The use of intramedullary devices to fix intertrochanteric Neck of Femur fractures is an internationally well-established fixation method which demonstrated mechanical and biological advantages, especially in the treatment of unstable fractures patterns. Despite the biomechanically proved advantages of the proximal femoral nails, some complications had occurred over the years. A very rare type of complication was sporadically reported over the last few years, and was termed “Cut-in” or “medial migration” of the blade. We will present our experience of 2 cases with the “cut-in” complication and review the latest literature.

Acker A, Portnoy L, Ohana N, Korngreen A (2017) “Cut-In” Phenomenon – the Rare and Secret Complication of Proximal Femoral Nails – 2 Case Reports and Review of Literature. Ann Orthop Rheumatol 5(2): 1083.

Proximal femoral intertrochanteric fractures are among the most common fracture types within the elderly population [1]. These fractures are usually the result of low energy traumatic falls and require surgical treatment in most cases. The use of intramedullary devices to fix these fractures is an internationally well-established fixation method which demonstrated mechanical and biological advantages, especially in the treatment of unstable fractures such as the reverse-oblique and subtrochanteric fracture patterns [2-8].

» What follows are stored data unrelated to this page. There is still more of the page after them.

use std::{
    fs::File,
    io::BufReader,
    path::{Path, PathBuf},
};

use anyhow::Context as _;
use clap::{ArgAction, Parser, Subcommand};

#[derive(Parser, Debug)]
#[command(name = "frameplan", version)]
struct Cli {
    /// Increase log verbosity (-v info, -vv debug, -vvv trace).
    #[arg(short, long, action = ArgAction::Count, global = true)]
    verbose: u8,

    #[command(subcommand)]
    cmd: Command,
}

#[derive(Subcommand, Debug)]
enum Command {
    /// Run submit/consolidate/execute cycles from a cycle config.
    Run(RunArgs),
    /// Print the phase table of a cycle config.
    Phases(PhasesArgs),
}

#[derive(Parser, Debug)]
struct RunArgs {
    /// Input cycle config JSON.
    #[arg(long)]
    config: PathBuf,

    /// Number of cycles to run.
    #[arg(long, default_value_t = 1)]
    cycles: u32,

    /// Producer threads (defaults to rayon's choice).
    #[arg(long)]
    threads: Option<usize>,

    /// Print per-cycle statistics as JSON instead of text.
    #[arg(long)]
    json: bool,
}

#[derive(Parser, Debug)]
struct PhasesArgs {
    /// Input cycle config JSON.
    #[arg(long)]
    config: PathBuf,
}

fn main() -> anyhow::Result<()> {
    let cli = Cli::parse();
    init_logging(cli.verbose);
    match cli.cmd {
        Command::Run(args) => cmd_run(args),
        Command::Phases(args) => cmd_phases(args),
    }
}

fn init_logging(verbose: u8) {
    let level = match verbose {
        0 => tracing::Level::WARN,
        1 => tracing::Level::INFO,
        2 => tracing::Level::DEBUG,
        _ => tracing::Level::TRACE,
    };
    tracing_subscriber::fmt()
        .with_max_level(level)
        .with_target(false)
        .with_writer(std::io::stderr)
        .init();
}

fn read_config(path: &Path) -> anyhow::Result<frameplan::CycleConfig> {
    let f = File::open(path).with_context(|| format!("open cycle config '{}'", path.display()))?;
    let cfg = frameplan::CycleConfig::from_reader(BufReader::new(f))
        .with_context(|| format!("load cycle config '{}'", path.display()))?;
    Ok(cfg)
}

fn cmd_run(args: RunArgs) -> anyhow::Result<()> {
    anyhow::ensure!(args.cycles > 0, "--cycles must be >= 1");
    let cfg = read_config(&args.config)?;

    let pool = frameplan::SubmitThreading {
        threads: args.threads,
    }
    .build_pool()?;
    let mut scheduler = frameplan::Scheduler::new(cfg.scheduler)?;
    let mut aggregator = frameplan::Aggregator::new(&scheduler, cfg.aggregator)?;

    let mut all = Vec::with_capacity(args.cycles as usize);
    for cycle in 0..args.cycles {
        let stats = frameplan::run_cycle(&mut scheduler, &mut aggregator, &cfg, &pool)
            .with_context(|| format!("cycle {cycle}"))?;
        if !args.json {
            print_cycle(cycle, &stats);
        }
        all.push(stats);
    }

    if args.json {
        println!("{}", serde_json::to_string_pretty(&all)?);
    }
    Ok(())
}

fn print_cycle(cycle: u32, stats: &frameplan::CycleStats) {
    println!(
        "cycle {cycle}: submitted={} consolidated={} recoveries={} dropped_batches={} arena_bytes={}",
        stats.submitted,
        stats.consolidated,
        stats.overflow_recoveries,
        stats.dropped_batches,
        stats.arena_bytes_used
    );
    for p in &stats.phases {
        println!("  phase {:<16} tasks={:<8} runs={}", p.name, p.tasks, p.runs);
    }
    for t in &stats.techniques {
        println!("  technique {:<12} tasks={:<8} calls={}", t.name, t.tasks, t.calls);
    }
}

fn cmd_phases(args: PhasesArgs) -> anyhow::Result<()> {
    let cfg = read_config(&args.config)?;
    for (id, desc) in cfg.phases.iter() {
        let traits = if desc.traits.is_sorted() {
            "sorted"
        } else {
            "-"
        };
        println!("{:>3}  {:<16} {traits}", id.0, desc.name);
    }
    Ok(())
}
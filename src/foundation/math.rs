/// FNV-1a 64-bit hasher used to derive deterministic workloads.
#[derive(Clone, Copy, Debug)]
pub(crate) struct Fnv1a64(u64);

impl Fnv1a64 {
    const OFFSET_BASIS: u64 = 0xcbf2_9ce4_8422_2325;
    const PRIME: u64 = 0x0000_0100_0000_01B3;

    pub(crate) fn new_default() -> Self {
        Self(Self::OFFSET_BASIS)
    }

    pub(crate) fn write_u32(&mut self, v: u32) {
        self.write_bytes(&v.to_le_bytes());
    }

    pub(crate) fn write_u64(&mut self, v: u64) {
        self.write_bytes(&v.to_le_bytes());
    }

    pub(crate) fn write_bytes(&mut self, bytes: &[u8]) {
        let mut h = self.0;
        for &b in bytes {
            h ^= u64::from(b);
            h = h.wrapping_mul(Self::PRIME);
        }
        self.0 = h;
    }

    pub(crate) fn finish(self) -> u64 {
        self.0
    }
}

/// Stable pseudo-random value for the `index`-th task of `producer` under `seed`.
pub(crate) fn task_hash(seed: u64, producer: u32, index: u32) -> u64 {
    let mut h = Fnv1a64::new_default();
    h.write_u64(seed);
    h.write_u32(producer);
    h.write_u32(index);
    h.finish()
}

#[cfg(test)]
#[path = "../../tests/unit/foundation/math.rs"]
mod tests;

The Proximal Femoral Nail Antirotation (PFNA; Synthes, Oberdorf, Switzerland) is a recently developed intramedullary fixation device which utilizes a helical blade rather than a conventional screw [9]. The blade is claimed to be biomechanically more resistant to the conventional “cut-out” phenomena, because it achieves bony purchase through bone compaction as it is being advanced into the femoral neck [10-12].

Despite the biomechanically proved advantages of the PFNA in the treatment of unstable pertrochanteric fractures, some complications had occurred over the years, the most common being cut-out of the blade and periprosthetic diaphyseal femur fractures at the distal tip of the nail [9,10,13-15]. A very rare type of complication which represents a different type of mechanical failure of the nail was sporadically reported over the last few years, and was termed “Cut-in” or “medial migration” of the blade [9,16-21]. The reported incidence of this complication is between 0.6-6.3% in different reports [16,22].

We have been using the PFNA for the treatment of pertrochanteric fractures in our institution since 2009, and currently encountered two cases of cut-in of the blade into the acetabulum. We will present these two cases and review the current literature and data regarding this rare complication, with the aim of increasing the awareness amongst orthopaedic trauma surgeons to this rare and troubling complication.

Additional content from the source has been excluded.